↓
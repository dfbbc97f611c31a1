//! Agent identity and decoding configuration

use crate::core::error::DomainError;
use serde::{Deserialize, Serialize};

/// Identity of an agent in the roster (Value Object)
#[derive(Debug, Clone, PartialEq, Eq, Hash, PartialOrd, Ord, Serialize, Deserialize)]
#[serde(transparent)]
pub struct AgentId(String);

impl AgentId {
    pub fn new(id: impl Into<String>) -> Self {
        Self(id.into())
    }

    pub fn as_str(&self) -> &str {
        &self.0
    }
}

impl std::fmt::Display for AgentId {
    fn fmt(&self, f: &mut std::fmt::Formatter<'_>) -> std::fmt::Result {
        f.write_str(&self.0)
    }
}

impl From<&str> for AgentId {
    fn from(s: &str) -> Self {
        Self::new(s)
    }
}

/// Provider family backing an agent
#[derive(Debug, Clone, Copy, PartialEq, Eq, Hash, Serialize, Deserialize)]
#[serde(rename_all = "lowercase")]
pub enum ProviderKind {
    OpenAi,
    DeepSeek,
    Gemini,
}

impl ProviderKind {
    pub fn as_str(&self) -> &'static str {
        match self {
            ProviderKind::OpenAi => "openai",
            ProviderKind::DeepSeek => "deepseek",
            ProviderKind::Gemini => "gemini",
        }
    }

    pub fn all() -> [ProviderKind; 3] {
        [ProviderKind::OpenAi, ProviderKind::DeepSeek, ProviderKind::Gemini]
    }
}

impl std::fmt::Display for ProviderKind {
    fn fmt(&self, f: &mut std::fmt::Formatter<'_>) -> std::fmt::Result {
        f.write_str(self.as_str())
    }
}

impl std::str::FromStr for ProviderKind {
    type Err = DomainError;

    fn from_str(s: &str) -> Result<Self, Self::Err> {
        match s.trim().to_lowercase().as_str() {
            "openai" => Ok(ProviderKind::OpenAi),
            "deepseek" => Ok(ProviderKind::DeepSeek),
            "gemini" | "google" => Ok(ProviderKind::Gemini),
            other => Err(DomainError::InvalidAgent(format!(
                "unsupported provider '{}'",
                other
            ))),
        }
    }
}

/// Identity and decoding behavior of one agent (immutable once built)
#[derive(Debug, Clone, PartialEq, Serialize, Deserialize)]
pub struct AgentConfig {
    pub id: AgentId,
    pub provider: ProviderKind,
    pub model: String,
    #[serde(default, skip_serializing_if = "Option::is_none")]
    pub temperature: Option<f64>,
    #[serde(default, skip_serializing_if = "Option::is_none")]
    pub top_p: Option<f64>,
}

impl AgentConfig {
    pub fn new(id: impl Into<String>, provider: ProviderKind, model: impl Into<String>) -> Self {
        Self {
            id: AgentId::new(id),
            provider,
            model: model.into(),
            temperature: None,
            top_p: None,
        }
    }

    pub fn with_temperature(mut self, temperature: f64) -> Self {
        self.temperature = Some(temperature);
        self
    }

    pub fn with_top_p(mut self, top_p: f64) -> Self {
        self.top_p = Some(top_p);
        self
    }

    /// Check identity and decoding parameter ranges
    pub fn validate(&self) -> Result<(), DomainError> {
        if self.id.as_str().trim().is_empty() {
            return Err(DomainError::InvalidAgent("agent id cannot be empty".into()));
        }
        if self.model.trim().is_empty() {
            return Err(DomainError::InvalidAgent(format!(
                "agent '{}' has no model",
                self.id
            )));
        }
        if let Some(t) = self.temperature
            && !(0.0..=2.0).contains(&t)
        {
            return Err(DomainError::InvalidAgent(format!(
                "agent '{}': temperature {} outside [0, 2]",
                self.id, t
            )));
        }
        if let Some(p) = self.top_p
            && !(0.0..=1.0).contains(&p)
        {
            return Err(DomainError::InvalidAgent(format!(
                "agent '{}': top_p {} outside [0, 1]",
                self.id, p
            )));
        }
        Ok(())
    }
}
//! Debate stages

use serde::{Deserialize, Serialize};

/// One phase of the debate protocol, in execution order
#[derive(Debug, Clone, Copy, PartialEq, Eq, Hash, PartialOrd, Ord, Serialize, Deserialize)]
#[serde(rename_all = "snake_case")]
pub enum Stage {
    /// Every agent scores its own fit for judging and solving
    RoleAssessment,
    /// Each solver answers independently
    Solve,
    /// Each solver reviews every other solver's solution
    PeerReview,
    /// Each reviewed solver revises its solution
    Refine,
    /// The judge picks the winning refined solution
    Judge,
}

impl Stage {
    pub const ALL: [Stage; 5] = [
        Stage::RoleAssessment,
        Stage::Solve,
        Stage::PeerReview,
        Stage::Refine,
        Stage::Judge,
    ];

    pub fn as_str(&self) -> &'static str {
        match self {
            Stage::RoleAssessment => "role_assessment",
            Stage::Solve => "solve",
            Stage::PeerReview => "peer_review",
            Stage::Refine => "refine",
            Stage::Judge => "judge",
        }
    }

    pub fn display_name(&self) -> &'static str {
        match self {
            Stage::RoleAssessment => "role assessment",
            Stage::Solve => "solve",
            Stage::PeerReview => "peer review",
            Stage::Refine => "refine",
            Stage::Judge => "judge",
        }
    }

    /// Document-store collection receiving this stage's records
    pub fn collection(&self) -> &'static str {
        match self {
            Stage::RoleAssessment => "RoleAssessments",
            Stage::Solve => "Solutions",
            Stage::PeerReview => "SolutionReviews",
            Stage::Refine => "RefinedSolutions",
            Stage::Judge => "FinalJudgements",
        }
    }

    /// Directory receiving this stage's file artifacts
    pub fn artifact_dir(&self) -> &'static str {
        match self {
            Stage::RoleAssessment => "role_assessments",
            Stage::Solve => "solutions",
            Stage::PeerReview => "reviews",
            Stage::Refine => "refined_solutions",
            Stage::Judge => "final_judgements",
        }
    }
}

impl std::fmt::Display for Stage {
    fn fmt(&self, f: &mut std::fmt::Formatter<'_>) -> std::fmt::Result {
        f.write_str(self.display_name())
    }
}
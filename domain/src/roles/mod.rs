//! Roles domain module
//!
//! Judge and solver roles, and the policy that assigns them from
//! self-assessment scores.

pub mod assignment;
pub mod role;

pub use assignment::{AssignmentPolicy, RoleAssignment, ScoreCard, assign_roles};
pub use role::{MIN_PARTICIPANTS, Role, SOLVER_COUNT, SolverSlot};
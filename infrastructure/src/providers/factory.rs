//! Provider client factory
//!
//! Routes each agent to the adapter for its provider family. One client is
//! built per family and shared by every agent bound to it, so all of them
//! reuse the same connection pool.

use super::ProviderEndpoint;
use super::gemini::GeminiClient;
use super::openai::{JsonMode, OpenAiCompatibleClient};
use debate_application::{GatewayError, ProviderClient, ProviderFactory};
use debate_domain::{AgentConfig, ProviderKind};
use std::collections::HashMap;
use std::sync::{Arc, Mutex};
use tracing::{debug, info};

type EnvLookup = dyn Fn(&str) -> Option<String> + Send + Sync;

pub struct HttpProviderFactory {
    http: reqwest::Client,
    endpoints: HashMap<ProviderKind, ProviderEndpoint>,
    clients: Mutex<HashMap<ProviderKind, Arc<dyn ProviderClient>>>,
    env: Box<EnvLookup>,
}

impl HttpProviderFactory {
    /// Create a factory; families missing from `endpoints` use their defaults
    pub fn new(endpoints: HashMap<ProviderKind, ProviderEndpoint>) -> Self {
        Self {
            http: reqwest::Client::new(),
            endpoints,
            clients: Mutex::new(HashMap::new()),
            env: Box::new(|name| std::env::var(name).ok()),
        }
    }

    /// Resolve API keys through `lookup` instead of the process environment
    pub fn with_env_lookup(
        mut self,
        lookup: impl Fn(&str) -> Option<String> + Send + Sync + 'static,
    ) -> Self {
        self.env = Box::new(lookup);
        self
    }

    fn endpoint(&self, kind: ProviderKind) -> ProviderEndpoint {
        self.endpoints
            .get(&kind)
            .cloned()
            .unwrap_or_else(|| ProviderEndpoint::default_for(kind))
    }

    fn api_key(&self, kind: ProviderKind, endpoint: &ProviderEndpoint) -> Result<String, GatewayError> {
        endpoint
            .api_key
            .clone()
            .or_else(|| (self.env)(&endpoint.api_key_env))
            .filter(|key| !key.trim().is_empty())
            .ok_or_else(|| GatewayError::MissingApiKey {
                provider: kind,
                env_var: endpoint.api_key_env.clone(),
            })
    }

    fn build(&self, kind: ProviderKind) -> Result<Arc<dyn ProviderClient>, GatewayError> {
        let endpoint = self.endpoint(kind);
        let key = self.api_key(kind, &endpoint)?;
        info!(provider = %kind, base_url = %endpoint.base_url, "Provider client initialized");

        let client: Arc<dyn ProviderClient> = match kind {
            ProviderKind::OpenAi => Arc::new(OpenAiCompatibleClient::new(
                self.http.clone(),
                &endpoint,
                key,
                JsonMode::Schema,
            )),
            ProviderKind::DeepSeek => Arc::new(OpenAiCompatibleClient::new(
                self.http.clone(),
                &endpoint,
                key,
                JsonMode::Object,
            )),
            ProviderKind::Gemini => Arc::new(GeminiClient::new(self.http.clone(), &endpoint, key)),
        };
        Ok(client)
    }
}

impl ProviderFactory for HttpProviderFactory {
    fn client_for(&self, agent: &AgentConfig) -> Result<Arc<dyn ProviderClient>, GatewayError> {
        let mut clients = self
            .clients
            .lock()
            .map_err(|_| GatewayError::Configuration("provider client cache poisoned".into()))?;

        if let Some(client) = clients.get(&agent.provider) {
            debug!(agent = %agent.id, provider = %agent.provider, "Reusing provider client");
            return Ok(Arc::clone(client));
        }

        let client = self.build(agent.provider)?;
        clients.insert(agent.provider, Arc::clone(&client));
        Ok(client)
    }
}
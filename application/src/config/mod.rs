//! Application-level configuration.
//!
//! - [`ExecutionParams`] — call supervision, concurrency limits, role assignment
//!   policy and persistence strictness

pub mod execution_params;

pub use execution_params::{CallPolicy, ConcurrencyLimits, ExecutionParams};
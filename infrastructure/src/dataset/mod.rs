//! Problem dataset loading

mod loader;

pub use loader::{DatasetError, load_problems};
//! Orchestration value objects - immutable result types for debate runs.
//!
//! - [`UnitFailure`] - One excluded unit of work and why
//! - [`SessionOutcome`] - How a session ended
//! - [`SessionReport`] - Everything worth reporting about one problem
//! - [`RunReport`] - All sessions of a run, in problem order

use super::stage::Stage;
use crate::agent::AgentId;
use crate::roles::{RoleAssignment, SolverSlot};
use serde::{Deserialize, Serialize};

/// A unit excluded from its stage
#[derive(Debug, Clone, PartialEq, Serialize, Deserialize)]
pub struct UnitFailure {
    pub stage: Stage,
    pub agent_id: AgentId,
    pub error_kind: String,
    pub message: String,
}

/// Terminal outcome of one debate session
#[derive(Debug, Clone, PartialEq, Serialize, Deserialize)]
#[serde(tag = "status", rename_all = "snake_case")]
pub enum SessionOutcome {
    Complete {
        judge: AgentId,
        winner: SolverSlot,
        winner_agent: AgentId,
        final_answer: String,
        /// Number of solvers whose refined answer differs from their original
        answers_changed: usize,
    },
    Aborted {
        stage: Stage,
        reason: String,
    },
    /// Never started because the run was cancelled
    Cancelled,
}

impl SessionOutcome {
    pub fn is_complete(&self) -> bool {
        matches!(self, SessionOutcome::Complete { .. })
    }

    pub fn is_aborted(&self) -> bool {
        matches!(self, SessionOutcome::Aborted { .. })
    }
}

/// Report for one problem
#[derive(Debug, Clone, PartialEq, Serialize, Deserialize)]
pub struct SessionReport {
    pub problem_id: String,
    pub outcome: SessionOutcome,
    #[serde(default, skip_serializing_if = "Option::is_none")]
    pub assignment: Option<RoleAssignment>,
    /// Ground-truth answer, for comparison with the final answer
    #[serde(default, skip_serializing_if = "Option::is_none")]
    pub ground_answer: Option<String>,
    #[serde(default, skip_serializing_if = "Vec::is_empty")]
    pub failures: Vec<UnitFailure>,
    /// Solvers that held a solution but received no reviews to refine with
    #[serde(default, skip_serializing_if = "Vec::is_empty")]
    pub refinement_skipped: Vec<SolverSlot>,
    pub elapsed_sec: f64,
}

impl SessionReport {
    pub fn cancelled(problem_id: impl Into<String>) -> Self {
        Self {
            problem_id: problem_id.into(),
            outcome: SessionOutcome::Cancelled,
            assignment: None,
            ground_answer: None,
            failures: Vec::new(),
            refinement_skipped: Vec::new(),
            elapsed_sec: 0.0,
        }
    }

    /// Case-insensitive comparison of the winning answer with the ground truth
    pub fn matches_ground_truth(&self) -> Option<bool> {
        match (&self.outcome, &self.ground_answer) {
            (SessionOutcome::Complete { final_answer, .. }, Some(truth)) => {
                Some(final_answer.trim().eq_ignore_ascii_case(truth.trim()))
            }
            _ => None,
        }
    }
}

/// Report for a whole run
#[derive(Debug, Clone, PartialEq, Serialize, Deserialize)]
pub struct RunReport {
    pub run_id: String,
    pub started_at: String,
    pub sessions: Vec<SessionReport>,
}

impl RunReport {
    pub fn completed(&self) -> usize {
        self.sessions.iter().filter(|s| s.outcome.is_complete()).count()
    }

    pub fn aborted(&self) -> usize {
        self.sessions.iter().filter(|s| s.outcome.is_aborted()).count()
    }

    pub fn cancelled(&self) -> usize {
        self.sessions
            .iter()
            .filter(|s| matches!(s.outcome, SessionOutcome::Cancelled))
            .count()
    }

    /// Number of completed sessions whose winning answer matched the ground truth
    pub fn correct(&self) -> usize {
        self.sessions
            .iter()
            .filter(|s| s.matches_ground_truth() == Some(true))
            .count()
    }

    /// True when sessions ran and none completed
    pub fn all_failed(&self) -> bool {
        !self.sessions.is_empty() && self.completed() == 0
    }
}

#[cfg(test)]
mod tests {
    use super::*;

    fn complete(answer: &str, truth: &str) -> SessionReport {
        SessionReport {
            problem_id: "p".into(),
            outcome: SessionOutcome::Complete {
                judge: AgentId::new("A"),
                winner: SolverSlot::Two,
                winner_agent: AgentId::new("C"),
                final_answer: answer.into(),
                answers_changed: 1,
            },
            assignment: None,
            ground_answer: Some(truth.into()),
            failures: Vec::new(),
            refinement_skipped: Vec::new(),
            elapsed_sec: 1.0,
        }
    }

    #[test]
    fn test_ground_truth_comparison() {
        assert_eq!(complete(" green ", "Green").matches_ground_truth(), Some(true));
        assert_eq!(complete("Brown", "Green").matches_ground_truth(), Some(false));
        assert_eq!(SessionReport::cancelled("p").matches_ground_truth(), None);
    }

    #[test]
    fn test_run_counts() {
        let report = RunReport {
            run_id: "r".into(),
            started_at: "now".into(),
            sessions: vec![
                complete("Green", "Green"),
                SessionReport {
                    outcome: SessionOutcome::Aborted {
                        stage: Stage::Judge,
                        reason: "Solver 1 has no refined solution".into(),
                    },
                    ..SessionReport::cancelled("q")
                },
                SessionReport::cancelled("r"),
            ],
        };
        assert_eq!(report.completed(), 1);
        assert_eq!(report.aborted(), 1);
        assert_eq!(report.cancelled(), 1);
        assert_eq!(report.correct(), 1);
        assert!(!report.all_failed());
    }

    #[test]
    fn test_outcome_serializes_with_status_tag() {
        let value = serde_json::to_value(SessionOutcome::Aborted {
            stage: Stage::RoleAssessment,
            reason: "too few".into(),
        })
        .unwrap();
        assert_eq!(value["status"], "aborted");
        assert_eq!(value["stage"], "role_assessment");
    }
}
//! Provider port
//!
//! Defines the interface for submitting one structured call to an LLM
//! provider, and for building provider clients from agent configuration.

use async_trait::async_trait;
use debate_domain::{AgentConfig, ProviderKind};
use serde_json::Value;
use std::sync::Arc;
use thiserror::Error;

/// Substrings that mark a provider error as fatal (quota/billing exhaustion)
pub const FATAL_KEYWORDS: [&str; 4] = ["insufficient", "quota", "billing", "credits"];

/// Whether an error message describes a non-retryable provider failure
pub fn is_fatal_message(message: &str) -> bool {
    let lower = message.to_lowercase();
    FATAL_KEYWORDS.iter().any(|k| lower.contains(k))
}

/// One structured call as seen by a provider
#[derive(Debug, Clone, PartialEq)]
pub struct ProviderRequest {
    pub model: String,
    pub system_prompt: String,
    pub user_prompt: String,
    pub schema_name: &'static str,
    pub schema: Value,
    pub temperature: Option<f64>,
    pub top_p: Option<f64>,
}

/// Result of one provider call
///
/// Providers never raise: every failure is classified here so the retry
/// loop can decide without inspecting error types.
#[derive(Debug, Clone, PartialEq)]
pub enum ProviderOutcome {
    /// Parsed JSON object returned by the model
    Ok(Value),
    /// Worth another attempt
    Retryable(String),
    /// Must not be retried; disables the agent
    Fatal(String),
}

impl ProviderOutcome {
    /// Classify a provider error message by the fatal keyword set
    pub fn from_error_message(message: impl Into<String>) -> Self {
        let message = message.into();
        if is_fatal_message(&message) {
            ProviderOutcome::Fatal(message)
        } else {
            ProviderOutcome::Retryable(message)
        }
    }

    pub fn is_ok(&self) -> bool {
        matches!(self, ProviderOutcome::Ok(_))
    }
}

/// Client for one provider, shared by every agent bound to it
#[async_trait]
pub trait ProviderClient: Send + Sync {
    async fn submit(&self, request: &ProviderRequest) -> ProviderOutcome;
}

/// Errors raised while constructing provider clients
#[derive(Error, Debug)]
pub enum GatewayError {
    #[error("API key for {provider} not found (set {env_var})")]
    MissingApiKey {
        provider: ProviderKind,
        env_var: String,
    },

    #[error("Provider configuration error: {0}")]
    Configuration(String),
}

/// Builds provider clients from agent configuration
///
/// Constructed once per run and handed to the use case.
pub trait ProviderFactory: Send + Sync {
    fn client_for(&self, agent: &AgentConfig) -> Result<Arc<dyn ProviderClient>, GatewayError>;
}

#[cfg(test)]
mod tests {
    use super::*;

    #[test]
    fn test_fatal_keywords_case_insensitive() {
        assert!(is_fatal_message("Error 429: You exceeded your current QUOTA"));
        assert!(is_fatal_message("Insufficient Balance"));
        assert!(is_fatal_message("billing hard limit reached"));
        assert!(is_fatal_message("out of credits"));
        assert!(!is_fatal_message("connection reset by peer"));
    }

    #[test]
    fn test_outcome_classification() {
        assert!(matches!(
            ProviderOutcome::from_error_message("insufficient_quota"),
            ProviderOutcome::Fatal(_)
        ));
        assert!(matches!(
            ProviderOutcome::from_error_message("503 Service Unavailable"),
            ProviderOutcome::Retryable(_)
        ));
    }
}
↑
→ **WHAT TO PRODUCE**: Report each line in the data above that holds the word "loader" by copying it.

→ **RESPONSE**:
mod loader;
pub use loader::{DatasetError, load_problems};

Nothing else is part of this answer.